* **Your instructions**
Look through the entries below. Say how many lines include "must", with nothing added.
· · · · · · ·
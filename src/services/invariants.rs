//! Batch-level invariants over a whole trace.
//!
//! Each invariant holds only if it holds for every packet; one bad packet fails
//! it for the run. Every invariant is always evaluated against the full
//! sequence, and every offending packet is recorded as a violation.

use crate::{
    Action, FailClosedRule, Invariant, InvariantVerdicts, InvariantViolation, Packet,
    FAIL_CLOSED_MARKER,
};

#[derive(Debug, Clone, PartialEq)]
pub struct InvariantOutcome {
    pub verdicts: InvariantVerdicts,
    pub violations: Vec<InvariantViolation>,
}

pub fn check_invariants(packets: &[Packet]) -> InvariantVerdicts {
    check_invariants_detailed(packets).verdicts
}

pub fn check_invariants_detailed(packets: &[Packet]) -> InvariantOutcome {
    let mut violations = Vec::new();
    for p in packets {
        if let Some(detail) = contract_closure_violation(p) {
            violations.push(violation(p, Invariant::ContractClosure, None, detail));
        }
        if let Some(detail) = confidence_clamp_violation(p) {
            violations.push(violation(p, Invariant::ConfidenceClamp, None, detail));
        }
        for (rule, detail) in fail_closed_violations(p) {
            violations.push(violation(p, Invariant::FailClosed, Some(rule), detail));
        }
        if p.schema_version.is_empty() {
            violations.push(violation(
                p,
                Invariant::PacketVersion,
                None,
                "schema_version is empty".to_string(),
            ));
        }
    }

    let verdicts = InvariantVerdicts::from_fn(|inv| violations.iter().all(|v| v.invariant != inv));
    for inv in verdicts.failed() {
        let count = violations.iter().filter(|v| v.invariant == inv).count();
        tracing::warn!(invariant = %inv, violations = count, "invariant failed");
    }

    InvariantOutcome {
        verdicts,
        violations,
    }
}

fn violation(
    p: &Packet,
    invariant: Invariant,
    rule: Option<FailClosedRule>,
    detail: String,
) -> InvariantViolation {
    InvariantViolation {
        invariant,
        rule,
        run_id: p.run_id.clone(),
        step: p.step,
        detail,
    }
}

fn contract_closure_violation(p: &Packet) -> Option<String> {
    let outside = |a: &Option<String>| a.as_deref().and_then(Action::parse).is_none();
    let mut bad = Vec::new();
    if outside(&p.mdm.action) {
        bad.push(format!("mdm.action={}", describe(&p.mdm.action)));
    }
    if outside(&p.final_action.action) {
        bad.push(format!(
            "final_action.action={}",
            describe(&p.final_action.action)
        ));
    }
    if bad.is_empty() {
        None
    } else {
        Some(format!("action outside enumeration: {}", bad.join(", ")))
    }
}

fn describe(action: &Option<String>) -> String {
    match action {
        Some(a) => format!("{:?}", a),
        None => "<missing>".to_string(),
    }
}

fn confidence_clamp_violation(p: &Packet) -> Option<String> {
    let confidence = p.mdm.confidence?;
    if (0.0..=1.0).contains(&confidence) {
        None
    } else {
        Some(format!("mdm.confidence={} outside [0, 1]", confidence))
    }
}

/// Both fail-closed sub-rules, reported separately so a regression in one is
/// visible on its own.
fn fail_closed_violations(p: &Packet) -> Vec<(FailClosedRule, String)> {
    let mut out = Vec::new();
    if !deny_flags_block(p) {
        out.push((
            FailClosedRule::DenyFlagsBlock,
            "mismatch carries deny flags but final action is allowed".to_string(),
        ));
    }
    if !fault_path_marker(p) {
        out.push((
            FailClosedRule::FaultPathMarker,
            "denied without mismatch and no fail_closed marker in external".to_string(),
        ));
    }
    out
}

pub fn fail_closed_holds(p: &Packet) -> bool {
    deny_flags_block(p) && fault_path_marker(p)
}

/// Deny flags present => the final action is not allowed.
pub fn deny_flags_block(p: &Packet) -> bool {
    !(p.has_deny_flags() && p.is_allowed())
}

/// Denied with no mismatch => `external` carries a fail-closed marker key.
pub fn fault_path_marker(p: &Packet) -> bool {
    if p.is_allowed() || p.mismatch.is_some() {
        return true;
    }
    p.external
        .as_ref()
        .is_some_and(|ext| ext.keys().any(|k| is_fail_closed_marker(k)))
}

fn is_fail_closed_marker(key: &str) -> bool {
    key == FAIL_CLOSED_MARKER
        || key
            .strip_suffix(FAIL_CLOSED_MARKER)
            .is_some_and(|prefix| prefix.ends_with('.'))
}
//! JSONL trace ingestion. One packet object per line; blank lines skipped.

use crate::Packet;
use std::fs::File;
use std::io::{BufRead, BufReader};
use std::path::{Path, PathBuf};

#[derive(thiserror::Error, Debug)]
pub enum ReadError {
    #[error("packet file not found: {}", .0.display())]
    NotFound(PathBuf),
    #[error("failed to read {}: {source}", path.display())]
    Io {
        path: PathBuf,
        #[source]
        source: std::io::Error,
    },
    #[error("invalid packet at {}:{line}: {source}", path.display())]
    InvalidPacket {
        path: PathBuf,
        line: usize,
        #[source]
        source: serde_json::Error,
    },
}

pub struct PacketReader {
    path: PathBuf,
}

impl PacketReader {
    pub fn open(path: impl AsRef<Path>) -> Result<Self, ReadError> {
        let path = path.as_ref().to_path_buf();
        if !path.is_file() {
            return Err(ReadError::NotFound(path));
        }
        Ok(Self { path })
    }

    /// Lazily yields packets in file order. Errors carry the 1-based line.
    pub fn packets(&self) -> Result<impl Iterator<Item = Result<Packet, ReadError>> + '_, ReadError> {
        let file = File::open(&self.path).map_err(|source| ReadError::Io {
            path: self.path.clone(),
            source,
        })?;
        let lines = BufReader::new(file).lines().enumerate();
        Ok(lines.filter_map(move |(idx, line)| {
            let line = match line {
                Ok(l) => l,
                Err(source) => {
                    return Some(Err(ReadError::Io {
                        path: self.path.clone(),
                        source,
                    }))
                }
            };
            let trimmed = line.trim();
            if trimmed.is_empty() {
                return None;
            }
            Some(
                serde_json::from_str::<Packet>(trimmed).map_err(|source| {
                    ReadError::InvalidPacket {
                        path: self.path.clone(),
                        line: idx + 1,
                        source,
                    }
                }),
            )
        }))
    }

    pub fn read_all(&self) -> Result<Vec<Packet>, ReadError> {
        let packets = self.packets()?.collect::<Result<Vec<_>, _>>()?;
        tracing::debug!(path = %self.path.display(), packets = packets.len(), "trace loaded");
        Ok(packets)
    }
}

#[cfg(test)]
mod tests {
    use super::*;
    use crate::{load_fixture_suite, Action};
    use std::fs;
    use tempfile::TempDir;

    fn write_trace(dir: &TempDir, body: &str) -> PathBuf {
        let path = dir.path().join("trace.jsonl");
        fs::write(&path, body).expect("write trace");
        path
    }

    #[test]
    fn reads_back_written_fixture() {
        let tmp = TempDir::new().unwrap();
        let packets = load_fixture_suite("guard_pressure", 42).unwrap();
        let body: String = packets
            .iter()
            .map(|p| format!("{}\n", serde_json::to_string(p).unwrap()))
            .collect();
        let path = write_trace(&tmp, &body);

        let read = PacketReader::open(&path).unwrap().read_all().unwrap();
        assert_eq!(read, packets);
    }

    #[test]
    fn skips_blank_lines_and_ignores_unknown_keys() {
        let tmp = TempDir::new().unwrap();
        let path = write_trace(
            &tmp,
            "\n{\"run_id\":\"r\",\"step\":0,\"schema_version\":\"0.2.2\",\"mdm\":{\"action\":\"HOLD\",\"extra\":1},\"final_action\":{\"action\":\"HOLD\"},\"latency_ms\":2,\"producer\":\"x\"}\n   \n",
        );
        let read = PacketReader::open(&path).unwrap().read_all().unwrap();
        assert_eq!(read.len(), 1);
        assert_eq!(read[0].mdm.action.as_deref(), Some(Action::Hold.as_str()));
        assert_eq!(read[0].latency_ms, Some(2.0));
    }

    #[test]
    fn missing_optional_fields_are_defaulted() {
        let tmp = TempDir::new().unwrap();
        let path = write_trace(&tmp, "{\"run_id\":\"r\",\"step\":4,\"mismatch\":null}\n");
        let p = &PacketReader::open(&path).unwrap().read_all().unwrap()[0];
        assert!(p.schema_version.is_empty());
        assert!(p.is_allowed());
        assert!(p.external.is_none());
        assert!(p.mismatch.is_none());
        assert!(p.latency_ms.is_none());
        assert!(p.mdm.confidence.is_none());
    }

    #[test]
    fn null_collections_read_as_empty() {
        let tmp = TempDir::new().unwrap();
        let path = write_trace(
            &tmp,
            "{\"run_id\":\"r\",\"step\":0,\"input\":null,\"mismatch\":{\"flags\":null,\"reason_codes\":null}}\n",
        );
        let p = &PacketReader::open(&path).unwrap().read_all().unwrap()[0];
        assert!(p.input.is_empty());
        let mismatch = p.mismatch.as_ref().expect("mismatch present");
        assert!(mismatch.flags.is_empty());
        assert!(mismatch.reason_codes.is_empty());
        assert!(!p.has_deny_flags());
    }

    #[test]
    fn invalid_json_reports_line_number() {
        let tmp = TempDir::new().unwrap();
        let path = write_trace(
            &tmp,
            "{\"run_id\":\"r\",\"step\":0}\n\ninvalid json\n",
        );
        let err = PacketReader::open(&path).unwrap().read_all().unwrap_err();
        match err {
            ReadError::InvalidPacket { line, .. } => assert_eq!(line, 3),
            other => panic!("unexpected error: {other}"),
        }
    }

    #[test]
    fn missing_required_field_is_invalid() {
        let tmp = TempDir::new().unwrap();
        let path = write_trace(&tmp, "{\"step\":0}\n");
        let err = PacketReader::open(&path).unwrap().read_all().unwrap_err();
        assert!(err.to_string().contains("invalid packet at"));
        assert!(err.to_string().contains(":1:"));
    }

    #[test]
    fn missing_file_is_rejected_on_open() {
        let err = PacketReader::open("nonexistent.jsonl").err().unwrap();
        assert!(matches!(err, ReadError::NotFound(_)));
    }
}
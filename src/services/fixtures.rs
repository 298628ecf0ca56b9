//! Synthetic fixture traces for smoke-testing the evaluator end to end.

use crate::{FinalAction, Mismatch, Packet, Proposal, SuiteInfo, SCHEMA_VERSION};
use serde_json::{json, Map, Value};

#[derive(thiserror::Error, Debug, PartialEq, Eq)]
pub enum SuiteError {
    #[error("unknown fixture suite: {name}. available: {}", available.join(", "))]
    Unknown {
        name: String,
        available: Vec<String>,
    },
}

struct Suite {
    name: &'static str,
    description: &'static str,
    generate: fn(u64) -> Vec<Packet>,
}

const SUITES: &[Suite] = &[
    Suite {
        name: "smoke",
        description: "10 HOLD steps, no guard activity",
        generate: smoke,
    },
    Suite {
        name: "determinism",
        description: "20 steps, ACT on every third step else HOLD, varying latency",
        generate: determinism,
    },
    Suite {
        name: "guard_pressure",
        description: "20 steps, every fifth denied by the exposure guard",
        generate: guard_pressure,
    },
    Suite {
        name: "fault_path",
        description: "10 steps, every fourth denied by a fail-closed fault handler",
        generate: fault_path,
    },
];

pub fn suite_names() -> Vec<String> {
    SUITES.iter().map(|s| s.name.to_string()).collect()
}

pub fn list_suites(seed: u64) -> Vec<SuiteInfo> {
    SUITES
        .iter()
        .map(|s| SuiteInfo {
            name: s.name.to_string(),
            steps: (s.generate)(seed).len(),
            description: s.description.to_string(),
        })
        .collect()
}

pub fn load_fixture_suite(name: &str, seed: u64) -> Result<Vec<Packet>, SuiteError> {
    let suite = SUITES
        .iter()
        .find(|s| s.name == name)
        .ok_or_else(|| SuiteError::Unknown {
            name: name.to_string(),
            available: suite_names(),
        })?;
    Ok((suite.generate)(seed))
}

fn object(v: Value) -> Map<String, Value> {
    match v {
        Value::Object(m) => m,
        _ => Map::new(),
    }
}

fn step_packet(run_id: &str, step: u64, seed: u64, action: &str, confidence: f64) -> Packet {
    Packet {
        run_id: run_id.to_string(),
        step,
        schema_version: SCHEMA_VERSION.to_string(),
        input: object(json!({"ts": 1000 + step * 100, "seed": seed})),
        external: Some(object(json!({"mid": 0.5}))),
        mdm: Proposal {
            action: Some(action.to_string()),
            confidence: Some(confidence),
        },
        final_action: FinalAction {
            action: Some(action.to_string()),
            allowed: None,
        },
        latency_ms: Some(2.0),
        mismatch: None,
    }
}

fn smoke(seed: u64) -> Vec<Packet> {
    (0..10)
        .map(|step| step_packet("smoke-run", step, seed, "HOLD", 0.5))
        .collect()
}

fn determinism(seed: u64) -> Vec<Packet> {
    (0..20)
        .map(|step| {
            let action = if step % 3 == 0 { "ACT" } else { "HOLD" };
            let mut p = step_packet("determinism-run", step, seed, action, 0.6);
            p.external = Some(object(json!({"mid": 0.5 + (step % 10) as f64 * 0.01})));
            p.latency_ms = Some((1 + step % 5) as f64);
            p
        })
        .collect()
}

fn guard_pressure(seed: u64) -> Vec<Packet> {
    (0..20)
        .map(|step| {
            let mut p = step_packet("guard-pressure-run", step, seed, "ACT", 0.8);
            p.latency_ms = Some(3.0);
            if step % 5 == 0 {
                p.final_action = FinalAction {
                    action: Some("HOLD".to_string()),
                    allowed: Some(false),
                };
                p.mismatch = Some(Mismatch {
                    flags: vec!["exposure_limit".to_string()],
                    reason_codes: vec!["max_exposure_exceeded".to_string()],
                });
            }
            p
        })
        .collect()
}

fn fault_path(seed: u64) -> Vec<Packet> {
    (0..10)
        .map(|step| {
            let mut p = step_packet("fault-path-run", step, seed, "ACT", 0.7);
            if step % 4 == 0 {
                p.final_action = FinalAction {
                    action: Some("HOLD".to_string()),
                    allowed: Some(false),
                };
                p.external = Some(object(json!({
                    "mid": 0.5,
                    "harness.fail_closed": true,
                    "harness.error": "upstream timeout"
                })));
            }
            p
        })
        .collect()
}
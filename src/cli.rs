use clap::{Parser, Subcommand, ValueEnum};
use serde::{Deserialize, Serialize};
use std::path::PathBuf;

#[derive(Parser, Debug)]
#[command(
    name = "evalcal",
    version,
    about = "Replay decision traces and evaluate metrics, invariants and contract compatibility"
)]
pub struct Cli {
    #[arg(long, global = true, help = "Output machine-readable JSON")]
    pub json: bool,
    #[arg(
        long,
        global = true,
        help = "Config file (default: ~/.config/evalcal/config.toml)"
    )]
    pub config: Option<PathBuf>,
    #[arg(long, global = true, value_enum, default_value_t = LogLevel::Warn)]
    pub log_level: LogLevel,
    #[command(subcommand)]
    pub command: Commands,
}

#[derive(Subcommand, Debug)]
pub enum Commands {
    /// Evaluate a fixture suite or a JSONL trace and write the report
    Run {
        #[arg(long, help = "Fixture suite name (ignored when --in is given)")]
        suite: Option<String>,
        #[arg(long = "in", value_name = "FILE", help = "Input JSONL trace")]
        input: Option<PathBuf>,
        #[arg(long, help = "Output directory")]
        out: Option<PathBuf>,
        #[arg(long, help = "Fixture seed")]
        seed: Option<u64>,
        #[arg(long, help = "Accept exactly this schema minor (sets min and max)")]
        expected_minor: Option<u64>,
        #[arg(
            long,
            default_value_t = false,
            help = "Exit non-zero when the contract is incompatible or an invariant fails"
        )]
        strict: bool,
    },
    /// Re-render report.md from an existing report.json
    Report {
        #[arg(long, help = "Directory holding report.json")]
        out: Option<PathBuf>,
    },
    /// Check a schema version against the accepted range
    Contract {
        #[arg(long = "schema-version", value_name = "MAJOR.MINOR.PATCH")]
        schema_version: String,
        #[arg(long)]
        expected_major: Option<u64>,
        #[arg(long)]
        min_minor: Option<u64>,
        #[arg(long)]
        max_minor: Option<u64>,
    },
    /// List fixture suites
    Suites,
}

#[derive(Clone, Copy, Debug, PartialEq, Eq, Serialize, Deserialize, ValueEnum)]
#[serde(rename_all = "lowercase")]
pub enum LogLevel {
    Error,
    Warn,
    Info,
    Debug,
    Trace,
}
use clap::Parser;
use evalcal::{handle_runtime_commands, init_logging, load_config, Cli};

fn main() -> anyhow::Result<()> {
    let cli = Cli::parse();
    init_logging(cli.log_level);

    let config = load_config(cli.config.as_deref())?;
    tracing::debug!(command = ?cli.command, "dispatching");

    handle_runtime_commands(&cli, &config)
}
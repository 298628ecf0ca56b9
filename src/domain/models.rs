use serde::{Deserialize, Deserializer, Serialize};
use serde_json::{Map, Value};
use std::collections::BTreeMap;
use std::fmt;

#[derive(Serialize)]
pub struct JsonOut<T: Serialize> {
    pub ok: bool,
    pub data: T,
}

/// Closed enumeration of decision actions a packet may propose or take.
#[derive(Debug, Clone, Copy, PartialEq, Eq, Hash, PartialOrd, Ord, Serialize, Deserialize)]
#[serde(rename_all = "UPPERCASE")]
pub enum Action {
    Act,
    Exit,
    Hold,
    Cancel,
    Stop,
}

impl Action {
    pub const ALL: [Action; 5] = [
        Action::Act,
        Action::Exit,
        Action::Hold,
        Action::Cancel,
        Action::Stop,
    ];

    pub fn as_str(self) -> &'static str {
        match self {
            Action::Act => "ACT",
            Action::Exit => "EXIT",
            Action::Hold => "HOLD",
            Action::Cancel => "CANCEL",
            Action::Stop => "STOP",
        }
    }

    /// Exact, case-sensitive match against the wire spelling.
    pub fn parse(raw: &str) -> Option<Action> {
        Action::ALL.into_iter().find(|a| a.as_str() == raw)
    }
}

impl fmt::Display for Action {
    fn fmt(&self, f: &mut fmt::Formatter<'_>) -> fmt::Result {
        f.write_str(self.as_str())
    }
}

/// The decision proposed by the model (`mdm` on the wire).
#[derive(Debug, Clone, Default, PartialEq, Serialize, Deserialize)]
pub struct Proposal {
    #[serde(default, skip_serializing_if = "Option::is_none")]
    pub action: Option<String>,
    #[serde(default, skip_serializing_if = "Option::is_none")]
    pub confidence: Option<f64>,
}

/// The decision actually taken after any override.
#[derive(Debug, Clone, Default, PartialEq, Serialize, Deserialize)]
pub struct FinalAction {
    #[serde(default, skip_serializing_if = "Option::is_none")]
    pub action: Option<String>,
    /// Absent means allowed.
    #[serde(default, skip_serializing_if = "Option::is_none")]
    pub allowed: Option<bool>,
}

impl FinalAction {
    pub fn is_allowed(&self) -> bool {
        self.allowed.unwrap_or(true)
    }
}

/// A JSON `null` on a collection reads as the empty collection.
fn null_as_default<'de, D, T>(deserializer: D) -> Result<T, D::Error>
where
    D: Deserializer<'de>,
    T: Deserialize<'de> + Default,
{
    Ok(Option::<T>::deserialize(deserializer)?.unwrap_or_default())
}

#[derive(Debug, Clone, Default, PartialEq, Serialize, Deserialize)]
pub struct Mismatch {
    #[serde(default, deserialize_with = "null_as_default")]
    pub flags: Vec<String>,
    #[serde(default, deserialize_with = "null_as_default")]
    pub reason_codes: Vec<String>,
}

impl Mismatch {
    pub fn has_deny_flags(&self) -> bool {
        !self.flags.is_empty()
    }
}

/// One evaluated decision step of a recorded trace.
///
/// Unknown keys are ignored on read and optional keys are defaulted, so traces
/// from newer producers stay readable. Validity (action closure, confidence
/// range, version presence) is judged by the invariant checker, never here.
#[derive(Debug, Clone, PartialEq, Serialize, Deserialize)]
pub struct Packet {
    pub run_id: String,
    pub step: u64,
    #[serde(default)]
    pub schema_version: String,
    #[serde(default, deserialize_with = "null_as_default")]
    pub input: Map<String, Value>,
    /// `None` when the producer omitted the mapping entirely.
    #[serde(default, skip_serializing_if = "Option::is_none")]
    pub external: Option<Map<String, Value>>,
    #[serde(default)]
    pub mdm: Proposal,
    #[serde(default)]
    pub final_action: FinalAction,
    #[serde(default, skip_serializing_if = "Option::is_none")]
    pub latency_ms: Option<f64>,
    #[serde(default)]
    pub mismatch: Option<Mismatch>,
}

impl Packet {
    pub fn is_allowed(&self) -> bool {
        self.final_action.is_allowed()
    }

    pub fn has_deny_flags(&self) -> bool {
        self.mismatch.as_ref().is_some_and(Mismatch::has_deny_flags)
    }
}

/// Keys of [`MetricsResult`]. The serialized metrics object carries exactly
/// these keys regardless of input size.
#[derive(Debug, Clone, Copy, PartialEq, Eq)]
pub enum MetricKey {
    ActionDistribution,
    GuardTriggerRates,
    SafetyInvariantPassRate,
    LatencyPercentiles,
    TotalSteps,
}

impl MetricKey {
    pub const ALL: [MetricKey; 5] = [
        MetricKey::ActionDistribution,
        MetricKey::GuardTriggerRates,
        MetricKey::SafetyInvariantPassRate,
        MetricKey::LatencyPercentiles,
        MetricKey::TotalSteps,
    ];

    pub fn as_str(self) -> &'static str {
        match self {
            MetricKey::ActionDistribution => "action_distribution",
            MetricKey::GuardTriggerRates => "guard_trigger_rates",
            MetricKey::SafetyInvariantPassRate => "safety_invariant_pass_rate",
            MetricKey::LatencyPercentiles => "latency_percentiles",
            MetricKey::TotalSteps => "total_steps",
        }
    }
}

#[derive(Debug, Clone, Copy, Default, PartialEq, Serialize, Deserialize)]
pub struct LatencyPercentiles {
    pub p50: f64,
    pub p95: f64,
    pub p99: f64,
}

#[derive(Debug, Clone, PartialEq, Serialize, Deserialize)]
pub struct MetricsResult {
    pub action_distribution: BTreeMap<String, u64>,
    pub guard_trigger_rates: BTreeMap<String, f64>,
    pub safety_invariant_pass_rate: f64,
    pub latency_percentiles: LatencyPercentiles,
    pub total_steps: u64,
}

#[derive(Debug, Clone, Copy, PartialEq, Eq, Hash, PartialOrd, Ord, Serialize, Deserialize)]
#[serde(rename_all = "snake_case")]
pub enum Invariant {
    ContractClosure,
    ConfidenceClamp,
    FailClosed,
    PacketVersion,
}

impl Invariant {
    pub const ALL: [Invariant; 4] = [
        Invariant::ContractClosure,
        Invariant::ConfidenceClamp,
        Invariant::FailClosed,
        Invariant::PacketVersion,
    ];

    pub fn as_str(self) -> &'static str {
        match self {
            Invariant::ContractClosure => "contract_closure",
            Invariant::ConfidenceClamp => "confidence_clamp",
            Invariant::FailClosed => "fail_closed",
            Invariant::PacketVersion => "packet_version",
        }
    }
}

impl fmt::Display for Invariant {
    fn fmt(&self, f: &mut fmt::Formatter<'_>) -> fmt::Result {
        f.write_str(self.as_str())
    }
}

/// The two halves of the fail-closed invariant. Both must hold.
#[derive(Debug, Clone, Copy, PartialEq, Eq, Serialize, Deserialize)]
#[serde(rename_all = "snake_case")]
pub enum FailClosedRule {
    /// A guard raised deny flags, so the final action must not be allowed.
    DenyFlagsBlock,
    /// A denial without any mismatch must carry a fail-closed marker in `external`.
    FaultPathMarker,
}

impl FailClosedRule {
    pub fn as_str(self) -> &'static str {
        match self {
            FailClosedRule::DenyFlagsBlock => "deny_flags_block",
            FailClosedRule::FaultPathMarker => "fault_path_marker",
        }
    }
}

/// Pass/fail per registered invariant, always covering [`Invariant::ALL`].
#[derive(Debug, Clone, PartialEq, Eq, Serialize, Deserialize)]
#[serde(transparent)]
pub struct InvariantVerdicts(BTreeMap<Invariant, bool>);

impl InvariantVerdicts {
    pub(crate) fn from_fn(mut verdict: impl FnMut(Invariant) -> bool) -> Self {
        Self(Invariant::ALL.into_iter().map(|i| (i, verdict(i))).collect())
    }

    pub fn get(&self, invariant: Invariant) -> bool {
        self.0.get(&invariant).copied().unwrap_or(false)
    }

    pub fn all_passed(&self) -> bool {
        self.0.values().all(|passed| *passed)
    }

    pub fn failed(&self) -> Vec<Invariant> {
        self.0
            .iter()
            .filter(|(_, passed)| !**passed)
            .map(|(i, _)| *i)
            .collect()
    }

    pub fn iter(&self) -> impl Iterator<Item = (Invariant, bool)> + '_ {
        self.0.iter().map(|(i, p)| (*i, *p))
    }
}

#[derive(Debug, Clone, PartialEq, Serialize, Deserialize)]
pub struct InvariantViolation {
    pub invariant: Invariant,
    #[serde(default, skip_serializing_if = "Option::is_none")]
    pub rule: Option<FailClosedRule>,
    pub run_id: String,
    pub step: u64,
    pub detail: String,
}

#[derive(Debug, Clone, PartialEq, Serialize, Deserialize)]
pub struct ContractCheckResult {
    pub schema_version: String,
    pub expected_major: u64,
    pub min_minor: u64,
    pub max_minor: u64,
    pub compatible: bool,
}

#[derive(Debug, Clone, PartialEq, Eq, Serialize, Deserialize)]
pub struct InputStats {
    pub total_packets: usize,
    pub distinct_runs: usize,
    pub input_sha256: String,
}

#[derive(Debug, Clone, PartialEq, Serialize, Deserialize)]
pub struct Report {
    pub report_version: String,
    pub schema_version: String,
    pub packet_versions: Vec<String>,
    pub suite_name: String,
    pub seed: Option<u64>,
    pub input_stats: InputStats,
    pub metrics: MetricsResult,
    pub invariant_results: InvariantVerdicts,
    #[serde(default)]
    pub invariant_violations: Vec<InvariantViolation>,
    pub contract_matrix_check: ContractCheckResult,
    pub contract_ok: bool,
}

impl Report {
    pub fn passed(&self) -> bool {
        self.contract_ok && self.invariant_results.all_passed()
    }
}

#[derive(Serialize)]
pub struct RunSummary {
    pub suite_name: String,
    pub out_dir: String,
    pub total_packets: usize,
    pub contract_ok: bool,
    pub invariants_passed: bool,
    pub failed_invariants: Vec<String>,
    pub overall: String,
}

#[derive(Serialize, Clone)]
pub struct SuiteInfo {
    pub name: String,
    pub steps: usize,
    pub description: String,
}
· · · · · · ·
* **Task response**
3